DavidThanks a lot, Aiden. Nice to be back in 2026 and a PhD from the University of Chicago, Brian. I like for our listeners, the University of Chicago is the top school in the United States for business and finance, pretty much, right? It's it's just crazy good. So well done, you. That's an amazing achievement.
BrianI appreciate that, but let's make this uh curvy and non-linear. My PhD is in the social sciences, it's not in business and finance. I studied politics and law and sociology and themes that we'll probably explore today in terms of the human condition and the ups and downs of uh individuals and society. So um the the business and finance types were across the quad. I knew some of them. I know some of them. But uh yeah, yeah, it was uh politics, law, and sociology that uh filled uh filled my brain for uh 10 plus years down in uh on the south side of Chicago.
DavidWell, I've I I almost don't say it, but um with what's going on in your country right now, your head must be spinning. With a PhD in politics and sociology, you're you must be working overtime. Anyway, we won't we won't go too far into that.
BrianGo ahead, go ahead. Yeah, because I do spend most of my time hiding under my desk. You guys, I'm above my desk and looking at the weekend.

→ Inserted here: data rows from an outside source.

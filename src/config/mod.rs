//! Configuration types for the Atomic API SDK.
//!
//! The main types in this module are:
//!
//! - [`AtomicConfig`]: The configuration shared by every resource client
//! - [`AtomicConfigBuilder`]: A builder for constructing [`AtomicConfig`] instances
//! - [`ApiKey`]: A validated API key with masked debug output
//! - [`ClientId`]: A validated client name or ID
//! - [`BaseUrl`]: A validated API base URL
//!
//! # Example
//!
//! ```rust
//! use std::time::Duration;
//! use atomic_api::{AtomicConfig, ApiKey, ClientId};
//!
//! let config = AtomicConfig::builder()
//!     .api_key(ApiKey::new("my-api-key").unwrap())
//!     .client_id(ClientId::new("my-agency").unwrap())
//!     .timeout(Duration::from_secs(10))
//!     .build()
//!     .unwrap();
//!
//! assert_eq!(config.timeout(), Duration::from_secs(10));
//! ```

mod newtypes;

use std::time::Duration;

pub use newtypes::{ApiKey, BaseUrl, ClientId};

use crate::error::ConfigError;

/// Default timeout applied to every API request.
pub const DEFAULT_TIMEOUT: Duration = Duration::from_secs(30);

/// Default timeout applied to raw downloads such as backup archives.
pub const DEFAULT_DOWNLOAD_TIMEOUT: Duration = Duration::from_secs(300);

/// Configuration for the Atomic API SDK.
///
/// Holds the credentials and connection parameters that every request
/// carries. A configuration is immutable once built; several independently
/// configured clients can coexist in one process.
///
/// `AtomicConfig` is `Clone`, `Send`, and `Sync`.
#[derive(Clone, Debug)]
pub struct AtomicConfig {
    api_key: ApiKey,
    client_id: ClientId,
    base_url: BaseUrl,
    timeout: Duration,
    download_timeout: Duration,
    user_agent_prefix: Option<String>,
}

impl AtomicConfig {
    /// Creates a new builder for constructing an `AtomicConfig`.
    #[must_use]
    pub fn builder() -> AtomicConfigBuilder {
        AtomicConfigBuilder::new()
    }

    /// Returns the API key.
    #[must_use]
    pub const fn api_key(&self) -> &ApiKey {
        &self.api_key
    }

    /// Returns the client identifier.
    #[must_use]
    pub const fn client_id(&self) -> &ClientId {
        &self.client_id
    }

    /// Returns the API base URL.
    #[must_use]
    pub const fn base_url(&self) -> &BaseUrl {
        &self.base_url
    }

    /// Returns the default request timeout.
    #[must_use]
    pub const fn timeout(&self) -> Duration {
        self.timeout
    }

    /// Returns the timeout used for raw downloads.
    #[must_use]
    pub const fn download_timeout(&self) -> Duration {
        self.download_timeout
    }

    /// Returns the user agent prefix, if configured.
    #[must_use]
    pub fn user_agent_prefix(&self) -> Option<&str> {
        self.user_agent_prefix.as_deref()
    }
}

// Verify AtomicConfig is Send + Sync at compile time
const _: fn() = || {
    const fn assert_send_sync<T: Send + Sync>() {}
    assert_send_sync::<AtomicConfig>();
};

/// Builder for constructing [`AtomicConfig`] instances.
///
/// Required fields are `api_key` and `client_id`.
///
/// # Defaults
///
/// - `base_url`: [`BaseUrl::DEFAULT`]
/// - `timeout`: 30 seconds
/// - `download_timeout`: 300 seconds
/// - `user_agent_prefix`: `None`
#[derive(Debug, Default)]
pub struct AtomicConfigBuilder {
    api_key: Option<ApiKey>,
    client_id: Option<ClientId>,
    base_url: Option<BaseUrl>,
    timeout: Option<Duration>,
    download_timeout: Option<Duration>,
    user_agent_prefix: Option<String>,
}

impl AtomicConfigBuilder {
    /// Creates a new builder with default values.
    #[must_use]
    pub fn new() -> Self {
        Self::default()
    }

    /// Sets the API key (required).
    #[must_use]
    pub fn api_key(mut self, key: ApiKey) -> Self {
        self.api_key = Some(key);
        self
    }

    /// Sets the client identifier (required).
    #[must_use]
    pub fn client_id(mut self, client_id: ClientId) -> Self {
        self.client_id = Some(client_id);
        self
    }

    /// Overrides the API base URL.
    #[must_use]
    pub fn base_url(mut self, base_url: BaseUrl) -> Self {
        self.base_url = Some(base_url);
        self
    }

    /// Sets the default request timeout.
    #[must_use]
    pub const fn timeout(mut self, timeout: Duration) -> Self {
        self.timeout = Some(timeout);
        self
    }

    /// Sets the timeout used for raw downloads.
    #[must_use]
    pub const fn download_timeout(mut self, timeout: Duration) -> Self {
        self.download_timeout = Some(timeout);
        self
    }

    /// Sets the user agent prefix for HTTP requests.
    #[must_use]
    pub fn user_agent_prefix(mut self, prefix: impl Into<String>) -> Self {
        self.user_agent_prefix = Some(prefix.into());
        self
    }

    /// Builds the [`AtomicConfig`], validating that required fields are set.
    ///
    /// # Errors
    ///
    /// Returns [`ConfigError::MissingRequiredField`] if `api_key` or
    /// `client_id` are not set, and [`ConfigError::ZeroTimeout`] if either
    /// timeout is zero.
    pub fn build(self) -> Result<AtomicConfig, ConfigError> {
        let api_key = self
            .api_key
            .ok_or(ConfigError::MissingRequiredField { field: "api_key" })?;
        let client_id = self
            .client_id
            .ok_or(ConfigError::MissingRequiredField { field: "client_id" })?;

        let timeout = self.timeout.unwrap_or(DEFAULT_TIMEOUT);
        if timeout.is_zero() {
            return Err(ConfigError::ZeroTimeout { field: "timeout" });
        }
        let download_timeout = self.download_timeout.unwrap_or(DEFAULT_DOWNLOAD_TIMEOUT);
        if download_timeout.is_zero() {
            return Err(ConfigError::ZeroTimeout {
                field: "download_timeout",
            });
        }

        Ok(AtomicConfig {
            api_key,
            client_id,
            base_url: self.base_url.unwrap_or_default(),
            timeout,
            download_timeout,
            user_agent_prefix: self.user_agent_prefix,
        })
    }
}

Wins Of The Week And Family
AdenNo rabbit holes today. Um so as as our listeners know, we like to start off the podcast with a little win of the week. So that is anything that's happened in the last week. It can be a personal win or a professional win. And seeing as you're our guest today, Brian, why don't you start off with your little win of the week?

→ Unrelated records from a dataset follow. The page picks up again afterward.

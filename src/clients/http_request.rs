//! HTTP request types for the Atomic API SDK.
//!
//! This module provides the [`HttpRequest`] descriptor and its builder. A
//! descriptor is immutable once built and carries everything the transport
//! and the response normalizer need: method, path, query, body, and the
//! response kind the call site expects.

use std::collections::BTreeMap;
use std::fmt;
use std::time::Duration;

use serde_json::Value;

use crate::clients::errors::InvalidHttpRequestError;

/// HTTP methods used by the Atomic API.
#[derive(Clone, Copy, Debug, PartialEq, Eq, Hash)]
pub enum HttpMethod {
    /// HTTP GET method for retrieving resources.
    Get,
    /// HTTP POST method for creating and mutating resources.
    Post,
    /// HTTP PUT method.
    Put,
    /// HTTP DELETE method.
    Delete,
}

impl fmt::Display for HttpMethod {
    fn fmt(&self, f: &mut fmt::Formatter<'_>) -> fmt::Result {
        match self {
            Self::Get => write!(f, "GET"),
            Self::Post => write!(f, "POST"),
            Self::Put => write!(f, "PUT"),
            Self::Delete => write!(f, "DELETE"),
        }
    }
}

/// A single part of a multipart body.
#[derive(Clone, Debug, PartialEq, Eq)]
pub enum FormPart {
    /// A plain text field.
    Text {
        /// Field name.
        name: String,
        /// Field value.
        value: String,
    },
    /// A file-like field.
    File {
        /// Field name.
        name: String,
        /// File name reported to the server.
        file_name: String,
        /// MIME type of the content.
        mime: String,
        /// Raw content.
        bytes: Vec<u8>,
    },
}

impl FormPart {
    /// Creates a text part.
    #[must_use]
    pub fn text(name: impl Into<String>, value: impl Into<String>) -> Self {
        Self::Text {
            name: name.into(),
            value: value.into(),
        }
    }

    /// Creates a file part.
    #[must_use]
    pub fn file(
        name: impl Into<String>,
        file_name: impl Into<String>,
        mime: impl Into<String>,
        bytes: Vec<u8>,
    ) -> Self {
        Self::File {
            name: name.into(),
            file_name: file_name.into(),
            mime: mime.into(),
            bytes,
        }
    }

    /// Returns the field name of this part.
    #[must_use]
    pub fn name(&self) -> &str {
        match self {
            Self::Text { name, .. } | Self::File { name, .. } => name,
        }
    }
}

/// The body of a request.
#[derive(Clone, Debug, PartialEq)]
pub enum RequestBody {
    /// A JSON document (`application/json`).
    Json(Value),
    /// URL-encoded form fields in order (`application/x-www-form-urlencoded`).
    Form(Vec<(String, String)>),
    /// Multipart form parts (`multipart/form-data`).
    Multipart(Vec<FormPart>),
}

/// Where a job handle polls for status.
#[derive(Clone, Debug, PartialEq, Eq)]
pub struct PollRoute {
    /// HTTP method used to poll.
    pub method: HttpMethod,
    /// Path template with a `{job_id}` placeholder.
    pub template: String,
}

impl PollRoute {
    /// The default job-status route.
    #[must_use]
    pub fn job_status() -> Self {
        Self::get("/job-status/{job_id}")
    }

    /// The response-ticket summary route used by migrations.
    #[must_use]
    pub fn response_ticket() -> Self {
        Self::get("/response-ticket/get/summary/{job_id}")
    }

    /// Creates a GET poll route from a template.
    #[must_use]
    pub fn get(template: impl Into<String>) -> Self {
        Self {
            method: HttpMethod::Get,
            template: template.into(),
        }
    }

    /// Substitutes the job identifier into the template.
    #[must_use]
    pub fn path_for(&self, job_id: &str) -> String {
        self.template
            .replace("{job_id}", &urlencoding::encode(job_id))
    }
}

/// Whether a job can be polled after it is created.
#[derive(Clone, Debug, PartialEq, Eq)]
pub enum JobPolling {
    /// The job exposes status on the given route.
    Pollable(PollRoute),
    /// The server never exposes status for this job.
    FireAndForget,
}

/// The response shape a call site expects.
#[derive(Clone, Debug, PartialEq, Eq, Default)]
pub enum ResponseKind {
    /// A single value.
    #[default]
    Value,
    /// An ordered sequence of values.
    Collection,
    /// A job descriptor.
    Job(JobPolling),
}

impl ResponseKind {
    /// A pollable job on the default job-status route.
    #[must_use]
    pub fn job() -> Self {
        Self::Job(JobPolling::Pollable(PollRoute::job_status()))
    }

    /// A job the server never exposes status for.
    #[must_use]
    pub const fn fire_and_forget() -> Self {
        Self::Job(JobPolling::FireAndForget)
    }
}

/// A request descriptor for the Atomic API.
///
/// Use [`HttpRequest::builder`] to construct requests.
///
/// # Example
///
/// ```rust
/// use atomic_api::clients::{HttpRequest, HttpMethod, ResponseKind};
///
/// let request = HttpRequest::builder(HttpMethod::Post, "/create-site")
///     .form_field("domain_name", "example.com")
///     .form_field("admin_user", "admin")
///     .expect(ResponseKind::job())
///     .build()
///     .unwrap();
///
/// assert_eq!(request.path, "/create-site");
/// ```
#[derive(Clone, Debug, PartialEq)]
pub struct HttpRequest {
    /// The HTTP method for this request.
    pub http_method: HttpMethod,
    /// The path relative to the API base URL.
    pub path: String,
    /// Query parameters; keys are unique.
    pub query: BTreeMap<String, String>,
    /// The request body, if any.
    pub body: Option<RequestBody>,
    /// The response kind the caller expects.
    pub expected: ResponseKind,
    /// Per-request timeout overriding the client default.
    pub timeout: Option<Duration>,
}

impl HttpRequest {
    /// Creates a new builder for constructing an `HttpRequest`.
    #[must_use]
    pub fn builder(method: HttpMethod, path: impl Into<String>) -> HttpRequestBuilder {
        HttpRequestBuilder::new(method, path)
    }

    /// Validates the request.
    ///
    /// # Errors
    ///
    /// Returns [`InvalidHttpRequestError`] if the path is empty, a GET
    /// request carries a body, or a form field name is empty.
    pub fn verify(&self) -> Result<(), InvalidHttpRequestError> {
        if self.path.trim().is_empty() {
            return Err(InvalidHttpRequestError::EmptyPath);
        }

        if self.http_method == HttpMethod::Get && self.body.is_some() {
            return Err(InvalidHttpRequestError::BodyNotAllowed {
                method: self.http_method.to_string(),
            });
        }

        let empty_name = match &self.body {
            Some(RequestBody::Form(fields)) => fields.iter().any(|(k, _)| k.is_empty()),
            Some(RequestBody::Multipart(parts)) => parts.iter().any(|p| p.name().is_empty()),
            _ => false,
        };
        if empty_name {
            return Err(InvalidHttpRequestError::EmptyFieldName);
        }

        Ok(())
    }
}

/// Builder for constructing [`HttpRequest`] instances.
#[derive(Debug)]
pub struct HttpRequestBuilder {
    http_method: HttpMethod,
    path: String,
    query: BTreeMap<String, String>,
    body: Option<RequestBody>,
    expected: ResponseKind,
    timeout: Option<Duration>,
}

impl HttpRequestBuilder {
    fn new(method: HttpMethod, path: impl Into<String>) -> Self {
        Self {
            http_method: method,
            path: path.into(),
            query: BTreeMap::new(),
            body: None,
            expected: ResponseKind::Value,
            timeout: None,
        }
    }

    /// Adds a single query parameter, replacing any previous value for the key.
    #[must_use]
    pub fn query_param(mut self, key: impl Into<String>, value: impl ToString) -> Self {
        self.query.insert(key.into(), value.to_string());
        self
    }

    /// Adds a query parameter only when the value is present.
    #[must_use]
    pub fn query_opt<V: ToString>(self, key: impl Into<String>, value: Option<V>) -> Self {
        match value {
            Some(value) => self.query_param(key, value),
            None => self,
        }
    }

    /// Sets a JSON body.
    #[must_use]
    pub fn json(mut self, body: impl Into<Value>) -> Self {
        self.body = Some(RequestBody::Json(body.into()));
        self
    }

    /// Appends a single urlencoded form field.
    ///
    /// Replaces a JSON or multipart body if one was set.
    #[must_use]
    pub fn form_field(mut self, key: impl Into<String>, value: impl ToString) -> Self {
        let pair = (key.into(), value.to_string());
        match &mut self.body {
            Some(RequestBody::Form(fields)) => fields.push(pair),
            _ => self.body = Some(RequestBody::Form(vec![pair])),
        }
        self
    }

    /// Appends a form field only when the value is present.
    #[must_use]
    pub fn form_opt<V: ToString>(self, key: impl Into<String>, value: Option<V>) -> Self {
        match value {
            Some(value) => self.form_field(key, value),
            None => self,
        }
    }

    /// Appends every field of a JSON object as urlencoded form fields,
    /// flattening nested objects and arrays with bracketed keys.
    ///
    /// `{"meta": {"a": 1}, "ids": [1, 2]}` becomes `meta[a]=1`, `ids[]=1`,
    /// `ids[]=2`.
    #[must_use]
    pub fn form_value(mut self, value: &Value) -> Self {
        for (key, value) in encode_form(value) {
            self = self.form_field(key, value);
        }
        self
    }

    /// Appends a multipart part.
    ///
    /// Replaces a JSON or urlencoded body if one was set.
    #[must_use]
    pub fn part(mut self, part: FormPart) -> Self {
        match &mut self.body {
            Some(RequestBody::Multipart(parts)) => parts.push(part),
            _ => self.body = Some(RequestBody::Multipart(vec![part])),
        }
        self
    }

    /// Declares the response kind the call site expects.
    #[must_use]
    pub fn expect(mut self, kind: ResponseKind) -> Self {
        self.expected = kind;
        self
    }

    /// Overrides the client timeout for this request.
    #[must_use]
    pub const fn timeout(mut self, timeout: Duration) -> Self {
        self.timeout = Some(timeout);
        self
    }

    /// Builds the [`HttpRequest`], validating it in the process.
    ///
    /// # Errors
    ///
    /// Returns [`InvalidHttpRequestError`] if the request fails validation.
    pub fn build(self) -> Result<HttpRequest, InvalidHttpRequestError> {
        let request = HttpRequest {
            http_method: self.http_method,
            path: self.path,
            query: self.query,
            body: self.body,
            expected: self.expected,
            timeout: self.timeout,
        };
        request.verify()?;
        Ok(request)
    }
}

/// Flattens a JSON value into urlencoded form pairs using bracketed keys.
///
/// Objects contribute `parent[key]`, arrays of scalars contribute
/// `parent[]`, and arrays of objects contribute `parent[index][key]`.
/// `null` values are skipped and booleans are sent as `1`/`0`.
#[must_use]
pub fn encode_form(value: &Value) -> Vec<(String, String)> {
    let mut pairs = Vec::new();
    if let Value::Object(map) = value {
        for (key, value) in map {
            flatten_into(&mut pairs, key.clone(), value);
        }
    }
    pairs
}

fn flatten_into(pairs: &mut Vec<(String, String)>, key: String, value: &Value) {
    match value {
        Value::Null => {}
        Value::Bool(b) => pairs.push((key, if *b { "1" } else { "0" }.to_string())),
        Value::Number(n) => pairs.push((key, n.to_string())),
        Value::String(s) => pairs.push((key, s.clone())),
        Value::Array(items) => {
            let nested = items.iter().any(|v| v.is_object() || v.is_array());
            for (index, item) in items.iter().enumerate() {
                let child = if nested {
                    format!("{key}[{index}]")
                } else {
                    format!("{key}[]")
                };
                flatten_into(pairs, child, item);
            }
        }
        Value::Object(map) => {
            for (child, value) in map {
                flatten_into(pairs, format!("{key}[{child}]"), value);
            }
        }
    }
}

// Verify request types are Send + Sync at compile time
const _: fn() = || {
    const fn assert_send_sync<T: Send + Sync>() {}
    assert_send_sync::<HttpRequest>();
    assert_send_sync::<ResponseKind>();
};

BrianYeah. Um, you know, my life is my family. I've got three kids, 23, 21, 19, and all three have been home from university for the last couple weeks. And so we've had a full house, and that is the blessing. So uh it's more than a win. It's a blessing.
DavidYeah. Love it. What about you, Dave? Yeah, a very similar theme. Um, we've had comings and goings. We're we're down at our little weekender. Our listeners know that Rob Robin and I have a little weekend uh uh in the bush. And um we've had Lockie and his partner, Tim and his partner and Jeremy come and go, and also some friends of Tim's from Sydney, which has been fabulous. And um, I just love it when your kids get in, your adult kids get in their mind that they're gonna get something done. I've got a little chook pen out the back, and I've been looking at this chook pen saying, Oh, I've got to take that down, we're never having chooks again. Anyway, the Ryan, our guest, and Tim said, Oh no, we can we can fix that, that's fine. So they demolished the run part of the chook shed. So I now have a tractor shed. So I'm really happy guy. It's awesome.

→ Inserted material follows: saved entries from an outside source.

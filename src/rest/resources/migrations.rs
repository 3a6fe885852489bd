//! Site migrations from a remote host.
//!
//! A migration is created against a destination site, then checked with a
//! preflight and marked ready. Both checks answer with a response ticket,
//! returned here as a [`Job`] polled on the ticket summary.

use std::collections::BTreeMap;

use serde::{Deserialize, Serialize};
use serde_json::{Map, Value};

use crate::clients::{ApiError, JobPolling, PollRoute};
use crate::rest::{build_path, de, Job, ResourceClient, SiteRef};

use super::{form_of, require};

/// Parameters for starting a migration.
#[derive(Debug, Clone, Serialize, Deserialize, Default, PartialEq, Eq)]
#[serde(rename_all = "kebab-case")]
pub struct NewMigration {
    pub remote_host: String,
    pub remote_user: String,
    #[serde(skip_serializing_if = "Option::is_none")]
    pub remote_pass: Option<String>,
    #[serde(skip_serializing_if = "Option::is_none")]
    pub remote_domain: Option<String>,
    /// Private key content used to reach the remote host.
    #[serde(skip_serializing_if = "Option::is_none")]
    pub ssh_id: Option<String>,
    #[serde(skip_serializing_if = "Option::is_none")]
    pub ssh_id_pass: Option<String>,
}

impl NewMigration {
    #[must_use]
    pub fn new(remote_host: impl Into<String>, remote_user: impl Into<String>) -> Self {
        Self {
            remote_host: remote_host.into(),
            remote_user: remote_user.into(),
            ..Self::default()
        }
    }

    #[must_use]
    pub fn remote_pass(mut self, password: impl Into<String>) -> Self {
        self.remote_pass = Some(password.into());
        self
    }

    #[must_use]
    pub fn remote_domain(mut self, domain: impl Into<String>) -> Self {
        self.remote_domain = Some(domain.into());
        self
    }

    #[must_use]
    pub fn ssh_id(mut self, key: impl Into<String>, passphrase: Option<String>) -> Self {
        self.ssh_id = Some(key.into());
        self.ssh_id_pass = passphrase;
        self
    }
}

/// The response to a migration creation.
#[derive(Debug, Clone, Serialize, Deserialize, PartialEq, Eq)]
pub struct MigrationCreation {
    #[serde(deserialize_with = "de::string_or_number")]
    pub migration_id: String,
    /// Public key to install on the remote host, when one was generated.
    #[serde(default, deserialize_with = "de::empty_string_as_none")]
    pub ssh_id_pub: Option<String>,
    #[serde(flatten)]
    pub unknown: Map<String, Value>,
}

#[derive(Debug, Clone, Serialize, Deserialize, Default, PartialEq, Eq)]
pub struct Migration {
    #[serde(default, deserialize_with = "de::empty_string_as_none")]
    pub state: Option<String>,
    #[serde(flatten)]
    pub unknown: Map<String, Value>,
}

/// Client for the migration endpoints.
#[derive(Clone, Debug)]
pub struct MigrationsClient {
    client: ResourceClient,
}

impl MigrationsClient {
    pub(crate) const fn new(client: ResourceClient) -> Self {
        Self { client }
    }

    /// Starts a migration into the destination site.
    ///
    /// # Errors
    ///
    /// Returns [`ApiError::InvalidHttpRequest`] when the remote host or user
    /// is empty, or any pipeline error.
    pub async fn create(
        &self,
        destination: impl Into<SiteRef>,
        migration: &NewMigration,
    ) -> Result<MigrationCreation, ApiError> {
        require("remote_host", &migration.remote_host)?;
        require("remote_user", &migration.remote_user)?;
        let path = build_path(
            "/migration/create/{site}",
            &[("site", destination.into().identifier())],
        );
        let request = self.client.post(path).form_value(&form_of(migration)?);
        let created: MigrationCreation = self.client.fetch(request).await?;
        tracing::info!(migration_id = %created.migration_id, "Migration created");
        Ok(created)
    }

    /// Fetches a migration.
    ///
    /// # Errors
    ///
    /// Returns any pipeline error.
    pub async fn get(&self, migration_id: &str) -> Result<Migration, ApiError> {
        let path = self.migration_path("get", migration_id)?;
        self.client.fetch(self.client.get(path)).await
    }

    /// Updates migration settings. Field names use underscores and are sent
    /// with dashes (`remote_pass` becomes `remote-pass`).
    ///
    /// # Errors
    ///
    /// Returns any pipeline error.
    pub async fn update(
        &self,
        migration_id: &str,
        fields: &BTreeMap<String, String>,
    ) -> Result<Value, ApiError> {
        let path = self.migration_path("update", migration_id)?;
        let request = fields
            .iter()
            .fold(self.client.post(path), |request, (key, value)| {
                request.form_field(key.replace('_', "-"), value)
            });
        self.client.fetch(request).await
    }

    /// Runs the preflight checks. The job polls the returned response ticket.
    ///
    /// # Errors
    ///
    /// Returns any pipeline error.
    pub async fn run_preflight(&self, migration_id: &str) -> Result<Job, ApiError> {
        self.ticket("preflight", migration_id).await
    }

    /// Marks the migration ready to run. The job polls the returned response
    /// ticket.
    ///
    /// # Errors
    ///
    /// Returns any pipeline error.
    pub async fn set_ready(&self, migration_id: &str) -> Result<Job, ApiError> {
        self.ticket("ready", migration_id).await
    }

    async fn ticket(&self, action: &str, migration_id: &str) -> Result<Job, ApiError> {
        let path = self.migration_path(action, migration_id)?;
        let polling = JobPolling::Pollable(PollRoute::response_ticket());
        self.client.submit_with(self.client.get(path), polling).await
    }

    fn migration_path(&self, action: &str, migration_id: &str) -> Result<String, ApiError> {
        require("migration_id", migration_id)?;
        Ok(build_path(
            "/migration/{action}/{migration}",
            &[("action", action), ("migration", migration_id)],
        ))
    }
}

AdenLove it. Um so mine's probably on a similar theme, and I guess given it's um this time of year, so we're in January 26th, and you're sort of reflecting um over the over that sort of festive season period. I had lots of friends that were back in town who either overseas or live on the east coast or live up north, so it's always good to catch up with them. But similarly, on another note, it's also the time of year when some people depart for other parts of the world. It's had a few friends move across to London and and other areas, so it was it was just nice to catch up with the returning folk and also um bid farewell to those who are heading off. So that was nice.
BrianRight. That's great. Yeah, I mean, look, uh so much of life is just about connection with others. So uh it's not a surprise, especially at the turn of the year, that uh we're all reflecting on, you know, sort of re-reconnecting with loved ones and uh, you know, uh it's it's the good stuff.
Brian’s Nonlinear Career Path
AdenAbsolutely. Sure is. So so Brian, why don't we why don't we dive into the topic today, the the geometry of wealth, but I I'd really like to start with a little bit of your background. So we briefly touched on it before. But so where where did this all start and what's what's your career journey been so far?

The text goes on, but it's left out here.